03/11/2025
Suddenly the end of our trip was upon us. It seemed like an age ago that we left Dover in the warm summer sunshine. Now we were in the depths of autumn and returning home to spend winter with friends and family and live a settled life for a while.
A night in Temse
After leaving Germany we crossed briefly into the Netherlands before crossing into Belgium. Our next stop was Temse, a stop chosen by proximity to our route and our energy levels.
The aire in Temse is at the back of a car park and is a standard functional aire with marked out spaces and electric hook up included in the reasonable price. We wondered how quiet it would be as it seemed so central to the town, but actually after 10pm we experienced very little in the way of noise.
The whole area had the feel of somewhere industrial which has declined and now is slowly being revived. It’s situated on the banks of the Scheldt river and must have once been an important shipping town. No doubt it still support shipping, but the heady days of frequent inland shipping are over. A huge crane sits in the river near some shiny new apartment buildings, carefully preserved by people who recognise that 20th century industrial history is as important as churches and castles. I hope it continues to get the funding it deserves.
- Lots of historic warehouses among the towns old buildings
- Crane being preserved for posterity
- Sculpture of dock workers by the river
Calais
We have never stayed in Calais before. It’s always had a air of risk, with a lot of concerns raised about migrants trying to stow aboard motorhomes to get to the UK.
These days the big migrant camps in Calais have been dispersed. That’s not to say that you don’t still see people who are unfortunate enough to try their luck anywhere along this stretch of coast, but it seems to be managed a lot better and Calais town has put a lot of effort into rehabilitating it’s image.
So instead of our usual pre-crossing park up we decided to try out the Camping-Car Park aire in Calais. It was our first every CCP aire so I had to set up the app, and we were a bit frustrated that we couldn’t seem to use the services – which are outside the aire – without having entered the aire first. I think that was probably an us problem.
The aire is surrounded by high wire fencing and has the feel of a military encampment. A security guard patrolled regularly. He didn’t look as though he’d make much of a physical difference if something happened but I assume his main role was to deter anyone trying to sneak in, and radio for assistance if something untoward did occur.

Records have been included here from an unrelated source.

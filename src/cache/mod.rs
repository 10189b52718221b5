// Disk cache for encoded images.
// Hashed-key file layout, decode-on-read access, and age-based purge.

pub mod decoding;
pub mod key;
pub mod paths;
pub mod reaper;
pub mod store;

use std::path::PathBuf;
use std::sync::OnceLock;

use tracing::warn;

use crate::codec::ImageCodec;

pub use decoding::{CacheStats, DecodingCache};
pub use key::{HASHED_KEY_LEN, hash_key};
pub use reaper::{PurgeReport, Reaper};
pub use store::{BlobStore, StoredEntry};

/// Cache type used by the process-wide default instance.
pub type ImageCache = DecodingCache<ImageCodec>;

static DEFAULT_INSTANCE: OnceLock<Option<ImageCache>> = OnceLock::new();

/// Process-wide cache rooted in the platform cache directory.
///
/// Initialized on first call and reused for the life of the process. Returns
/// `None` (and logs why) when no platform cache directory is available or it
/// cannot be created; that outcome is also kept for the process lifetime.
pub fn default_instance() -> Option<&'static ImageCache> {
    DEFAULT_INSTANCE
        .get_or_init(|| open_at(paths::default_image_dir()))
        .as_ref()
}

fn open_at(dir: Option<PathBuf>) -> Option<ImageCache> {
    let Some(dir) = dir else {
        warn!("No platform cache directory available, default image cache disabled");
        return None;
    };

    let store = BlobStore::new(&dir);
    if let Err(e) = store.ensure_dir() {
        warn!(dir = ?dir, error = %e, "Cannot create cache directory, default image cache disabled");
        return None;
    }

    Some(DecodingCache::with_store(store, ImageCodec::new()))
}
// Codec capability consumed by the decoding cache.
// Defines the encode/decode seam plus the put-time and get-time parameters.

pub mod imaging;

use std::fmt;
use std::str::FromStr;

use serde::{Deserialize, Serialize};

use crate::error::Result;

pub use imaging::ImageCodec;

/// Default quality for lossy formats.
pub const DEFAULT_QUALITY: u8 = 90;

/// On-disk format a value is encoded to before storage.
#[derive(Debug, Clone, Copy, PartialEq, Eq, Default, Serialize, Deserialize)]
#[serde(rename_all = "lowercase")]
pub enum ImageFormat {
    #[default]
    Png,
    Jpeg,
    WebP,
}

impl ImageFormat {
    pub fn name(&self) -> &'static str {
        match self {
            ImageFormat::Png => "png",
            ImageFormat::Jpeg => "jpeg",
            ImageFormat::WebP => "webp",
        }
    }

    /// Whether a round trip through this format preserves pixels exactly.
    pub fn is_lossless(&self) -> bool {
        !matches!(self, ImageFormat::Jpeg)
    }
}

impl fmt::Display for ImageFormat {
    fn fmt(&self, f: &mut fmt::Formatter<'_>) -> fmt::Result {
        f.write_str(self.name())
    }
}

impl FromStr for ImageFormat {
    type Err = String;

    fn from_str(s: &str) -> std::result::Result<Self, Self::Err> {
        match s.to_ascii_lowercase().as_str() {
            "png" => Ok(ImageFormat::Png),
            "jpeg" | "jpg" => Ok(ImageFormat::Jpeg),
            "webp" => Ok(ImageFormat::WebP),
            other => Err(format!(
                "Unknown format '{}'. Expected one of: png, jpeg, webp",
                other
            )),
        }
    }
}

/// Format and quality selected by the caller at put time. Never persisted.
#[derive(Debug, Clone, Copy, PartialEq, Eq, Serialize, Deserialize)]
pub struct EncodingConfig {
    pub format: ImageFormat,
    /// 1..=100; ignored by lossless formats.
    pub quality: u8,
}

impl EncodingConfig {
    pub fn new(format: ImageFormat, quality: u8) -> Self {
        Self {
            format,
            quality: quality.clamp(1, 100),
        }
    }

    pub fn png() -> Self {
        Self::new(ImageFormat::Png, DEFAULT_QUALITY)
    }

    pub fn jpeg(quality: u8) -> Self {
        Self::new(ImageFormat::Jpeg, quality)
    }
}

impl Default for EncodingConfig {
    fn default() -> Self {
        Self::png()
    }
}

/// Maximum dimensions requested at get time.
///
/// A zero limit leaves that dimension unbounded.
#[derive(Debug, Clone, Copy, PartialEq, Eq, Default)]
pub struct BoundingSize {
    pub width: u32,
    pub height: u32,
}

impl BoundingSize {
    pub fn new(width: u32, height: u32) -> Self {
        Self { width, height }
    }

    pub fn unbounded() -> Self {
        Self::default()
    }

    fn width_limit(&self) -> u32 {
        if self.width == 0 { u32::MAX } else { self.width }
    }

    fn height_limit(&self) -> u32 {
        if self.height == 0 { u32::MAX } else { self.height }
    }

    pub fn contains(&self, width: u32, height: u32) -> bool {
        width <= self.width_limit() && height <= self.height_limit()
    }

    /// Largest size with the same aspect ratio that fits inside the bounds.
    /// Sizes already inside the bounds are returned unchanged.
    pub fn fit(&self, width: u32, height: u32) -> (u32, u32) {
        if self.contains(width, height) || width == 0 || height == 0 {
            return (width, height);
        }

        let (w, h) = (u64::from(width), u64::from(height));
        let (bw, bh) = (u64::from(self.width_limit()), u64::from(self.height_limit()));

        if w * bh >= h * bw {
            // Width is the binding constraint.
            (bw as u32, (h * bw / w).max(1) as u32)
        } else {
            ((w * bh / h).max(1) as u32, bh as u32)
        }
    }
}

/// Encoder and decoder for the values a cache stores.
pub trait Codec {
    type Value;

    /// Serialize `value` into bytes according to `config`.
    fn encode(&self, value: &Self::Value, config: &EncodingConfig) -> Result<Vec<u8>>;

    /// Decode `bytes` into a value no larger than `bounds`.
    fn decode(&self, bytes: &[u8], bounds: BoundingSize) -> Result<Self::Value>;
}
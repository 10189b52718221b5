// Disk-backed, content-keyed cache for encoded images.
// Stores values under hashed keys, decodes them with size bounds on read, and
// reclaims space by purging entries that have not been read recently.

pub mod cache;
pub mod cli;
pub mod commands;
pub mod codec;
pub mod config;
pub mod error;

pub use cache::{
    BlobStore, CacheStats, DecodingCache, ImageCache, PurgeReport, Reaper, StoredEntry,
    default_instance, hash_key,
};
pub use codec::{BoundingSize, Codec, EncodingConfig, ImageCodec, ImageFormat};
pub use config::CacheConfig;
pub use error::{CacheError, Result};
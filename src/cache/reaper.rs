// Age-based purge of cache entries.
// Sweeps the cache directory and removes files last touched before a cutoff.

use std::time::Duration;

use chrono::{DateTime, Utc};
use serde::Serialize;
use tracing::{debug, info, warn};

use super::store::BlobStore;

/// Outcome of a purge sweep.
#[derive(Debug, Clone, Copy, Default, PartialEq, Eq, Serialize)]
pub struct PurgeReport {
    /// Entries inspected.
    pub scanned: usize,
    /// Entries deleted.
    pub deleted: usize,
    /// Bytes reclaimed by deleted entries.
    pub reclaimed_bytes: u64,
    /// Deletes that failed and were skipped.
    pub failed: usize,
}

/// Deletes stale entries from a [`BlobStore`].
///
/// The sweep takes no lock. Entries written during a sweep may or may not be
/// visited, and an interrupted sweep is finished by running it again.
#[derive(Debug, Clone, Copy)]
pub struct Reaper<'a> {
    store: &'a BlobStore,
}

impl<'a> Reaper<'a> {
    pub fn new(store: &'a BlobStore) -> Self {
        Self { store }
    }

    /// Delete every entry whose last-modified time is strictly before
    /// `cutoff`. Entries stamped exactly at the cutoff survive.
    pub fn purge_older_than(&self, cutoff: DateTime<Utc>) -> PurgeReport {
        let mut report = PurgeReport::default();

        let entries = match self.store.list_entries() {
            Ok(entries) => entries,
            Err(e) => {
                warn!(dir = ?self.store.dir(), error = %e, "Failed to list cache entries");
                return report;
            }
        };

        for entry in entries {
            report.scanned += 1;
            if entry.last_modified >= cutoff {
                continue;
            }

            match self.store.delete(&entry.name) {
                Ok(()) => {
                    report.deleted += 1;
                    report.reclaimed_bytes += entry.size;
                    debug!(name = %entry.name, "Purged cache entry");
                }
                Err(e) => {
                    report.failed += 1;
                    warn!(name = %entry.name, error = %e, "Failed to purge cache entry");
                }
            }
        }

        info!(
            scanned = report.scanned,
            deleted = report.deleted,
            failed = report.failed,
            reclaimed_bytes = report.reclaimed_bytes,
            "Purge complete"
        );
        report
    }

    /// Delete every entry not accessed within `max_age`.
    pub fn purge_older_than_age(&self, max_age: Duration) -> PurgeReport {
        let cutoff = chrono::Duration::from_std(max_age)
            .ok()
            .and_then(|age| Utc::now().checked_sub_signed(age))
            .unwrap_or(DateTime::<Utc>::MIN_UTC);
        self.purge_older_than(cutoff)
    }
}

We had a lovely afternoon wandering the windswept seafront of Calais, clambering around on Fort Risban and visiting the small exhibition which detailed the engineering and art behind the Calais Dragon. Sadly we couldn’t go and see this mechanical marvel, let alone taking a ride on it, but it will be on the list for next time.
- Beach huts being slowly engulfed by the sand
- Le Courgain maritime area, rebuilt after being destroyed in 1940
- Looking out to sea from Calais pier
- Fort Risban’s walls
- The Tour du Guet watchtower, a medieval survivor of wartime bombardment
- Statues of Charles and Yvonne de Gaulle
- Notre Dame church where Charles de Gaulle married Yvonne
- The Lighthouse – we didnt climb it on this visit
- Exhibition of the creation of the Calais Dragon
And finally…we’re going home
Our ferry was early the following morning, but it was such a quick journey from the aire, I can see us using this spot more often. When we arrived in the UK we wasted no time in getting home. Probably the worst part of the journey is British motorways. We reward ourselves for our suffering with a bargain bucket KFC. Not such a bargain these days but it’s become a bit of a tradition.